Le corps des chimères

Catégorie: Bright Side

Parfois je pourrais me disperser dans la lumière telle la poussière tellement je me sens insignifiante et incapable. Je hais ce sentiment qui se colle sur mon cœur et l'étouffe. Tellement de gens capables de tellement de chose, et moi j'attend quoi. Juste le souffle du vent.

 

Sur mes terres, j'attend qu'il se lève. Je le sais qui souffle à l'horizon, je le vois lever des tourbillons de sable au loin, balayer la mer. Mais il ne vient jamais jusqu'à moi. Jamais. Je reste debout, à le fixer, distant, inaccessible, incapable d'aller le chercher, de le faire venir. Je n'ai plus qu'à attendre.

 

Un jour, sans qu'on sache pourquoi, le vent se lève sur nos terres. Toujours un miracle, une chance. Toujours un mystère. Et avec lui il fait se lever nos rêves, nos plus beaux espoirs, l'essence de notre vie.

 

En attendant, je trace besogneusement au sol le dessin de ceux-ci. Avec tous les pigments que je trouve, qu'on veut bien me donner, je dessine ma vie, ma foi, ce que j'ai au plus profond de moi, qui me fait envie, qui me fait avancer, les chimères figées de mes imaginations, celles qui peuplent mon enfance et mes nuits, qui dansent au fond de moi quand je ferme les yeux, derrière mes paupières elles sont déjà vivantes. Alors je les trace dans la plaine, je leur donne corps. Et j'attend.

 

Demain, dans une année, dans une décennie, dans une vie, le vent se lèvera sur mes terres, et avec lui il lévera mes chimères.
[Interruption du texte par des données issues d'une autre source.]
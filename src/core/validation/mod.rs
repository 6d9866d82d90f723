//! Validation at the serialization boundary
//!
//! Field rules are declared with the `validator` derive on request DTOs and
//! enforced by the [`ValidatedJson`] extractor. Rules that need storage or
//! request context live next to each entity's serializer.

pub mod extractor;
pub mod validators;

pub use extractor::ValidatedJson;
pub use validators::{ReservedNameCheck, SLUG_RE, USERNAME_RE};

/// Kind of write a validator is checking
///
/// Some rules only apply on creation (e.g., one review per title).
#[derive(Debug, Clone, Copy, PartialEq, Eq)]
pub enum Operation {
    Create,
    Update,
}
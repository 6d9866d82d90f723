//! Category and Genre entities

pub mod descriptor;
pub mod handlers;
pub mod model;
pub mod serializer;

pub use descriptor::TaxonDescriptor;
pub use model::{Category, Genre, Taxon};
pub use serializer::{TaxonOut, resolve_slug};
//! HTTP handlers shared by categories and genres
//!
//! Reads are public, writes are admin-only. Every handler is generic over
//! the [`Taxon`] it serves.

use super::model::Taxon;
use super::serializer::{TaxonCreate, TaxonOut, TaxonPatch, find_by_slug};
use crate::core::auth::{AuthContext, AuthPolicy};
use crate::core::error::ApiResult;
use crate::core::query::{PageParams, PaginatedResponse, SearchParams};
use crate::core::validation::ValidatedJson;
use crate::server::AppState;
use axum::{
    Json,
    extract::{Path, Query, State},
    http::StatusCode,
};

pub async fn list<T: Taxon>(
    State(state): State<AppState>,
    Query(page): Query<PageParams>,
    Query(search): Query<SearchParams>,
) -> ApiResult<Json<PaginatedResponse<TaxonOut>>> {
    let items = T::repository(&state.store)
        .find(&|t: &T| search.matches(t.name()))
        .await?;

    Ok(Json(
        page.paginate(items, &state.config.pagination)
            .map(|t| TaxonOut::from_taxon(&t)),
    ))
}

pub async fn create<T: Taxon>(
    State(state): State<AppState>,
    auth: AuthContext,
    ValidatedJson(payload): ValidatedJson<TaxonCreate>,
) -> ApiResult<(StatusCode, Json<TaxonOut>)> {
    AuthPolicy::AdminOnly.enforce(&auth)?;

    let taxon = T::repository(&state.store)
        .create(payload.into_taxon::<T>())
        .await?;

    tracing::info!(kind = T::KIND, slug = %taxon.slug(), "Created");
    Ok((StatusCode::CREATED, Json(TaxonOut::from_taxon(&taxon))))
}

pub async fn get<T: Taxon>(
    State(state): State<AppState>,
    Path(slug): Path<String>,
) -> ApiResult<Json<TaxonOut>> {
    let taxon = find_by_slug::<T>(&state.store, &slug).await?;
    Ok(Json(TaxonOut::from_taxon(&taxon)))
}

pub async fn update<T: Taxon>(
    State(state): State<AppState>,
    auth: AuthContext,
    Path(slug): Path<String>,
    ValidatedJson(patch): ValidatedJson<TaxonPatch>,
) -> ApiResult<Json<TaxonOut>> {
    AuthPolicy::AdminOnly.enforce(&auth)?;

    let taxon = find_by_slug::<T>(&state.store, &slug).await?;
    let taxon = T::repository(&state.store).update(patch.apply(taxon)).await?;
    Ok(Json(TaxonOut::from_taxon(&taxon)))
}

pub async fn delete<T: Taxon>(
    State(state): State<AppState>,
    auth: AuthContext,
    Path(slug): Path<String>,
) -> ApiResult<StatusCode> {
    AuthPolicy::AdminOnly.enforce(&auth)?;

    let taxon = find_by_slug::<T>(&state.store, &slug).await?;
    let detached = T::detach(&state.store, taxon.id()).await?;
    T::repository(&state.store).delete(taxon.id()).await?;

    tracing::info!(kind = T::KIND, %slug, detached, "Deleted");
    Ok(StatusCode::NO_CONTENT)
}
De corps elles prendront vie, devant mes yeux, enfin. Je veux les voir danser sur la terre, en ce monde, se gonfler de ce souffle ultime, je veux les voir s'animer pour de bon, être ce qui ne peut être défait, accomplies, qu'elles me survivent. Et qu'elles puissent être pour un autre les sables dansant au loin, ceux qui attisent la foi.

 

A moins que ces sables ne soient que d'autres comme moi qui se sont dispersés dans la lumière, à force d'avoir trop attendu le vent. Alors il vient enfin, et vous emporte vous, c'est votre corps qu'il souffle, votre corps incapable, il le disperse sur l'horizon, sur la mer.

 

Quelque part restent les rêves et les chimères des hommes ainsi balayés. Chimères sans paupières derrières lesquelles danser, elles hantent sans doute d'autres plaines. Ou encore celles tracées au sol que le vent n'est jamais venu lever.

 

Ces chimères là me hantent moi. Je les ai dans le sang, et je les devine, très loin, quand le vent se tait. Les rêves qu'on a abandonné ont un chant à vous transpercer le coeur. Ils se moquent bien eux, de voir venir le vent, à jamais attaché à leur immatérielle nature. Ils sont morts quelque part, nostalgiques, innaccessibles, détachés de ceux qui les ont fait, un jour. Ils ne prendront jamais le vent, ils ne prendront jamais vie.

 

Aucune importance. Les rêves ne sont pas fait pour être vécus, ils sont faits pour être rêvés. Et ceux qui errent sur les terres des vivants le savent, le vent ne lève jamais que du sable et des pigments. Pourquoi alors je m'épuise à attendre le vent?

 

Le corps des chimères est à l'intérieur de nous, mais le vent de leur vie ne nous appartient pas. Et je tiens trop à mes rêves pour les laisser orphelins sur des terres étrangères. Je veux croire qu'un jour le vent passera par là. Je veux les voir danser. Qu'elles me survivent, mes chimères, mes folies. Et qu'elles soient les mères d'autres chimères, pour d'autres rêveurs qu'elles garderont en vie.

 

Sinon, quand le vent dispercera mon corps, elles deviendront éternelles. Elles iront rejoindre les rêves sacrés, irréalisés, ceux qui chantent quand le vent se tait. Et qui poussent encore les rêveurs à tracer leurs dessins, prenant leur revanche en les pressant d'y croire, même si ce n'est que sable et pigments.

 

Parce que le vent n'est que du vent, sans le corps des chimères.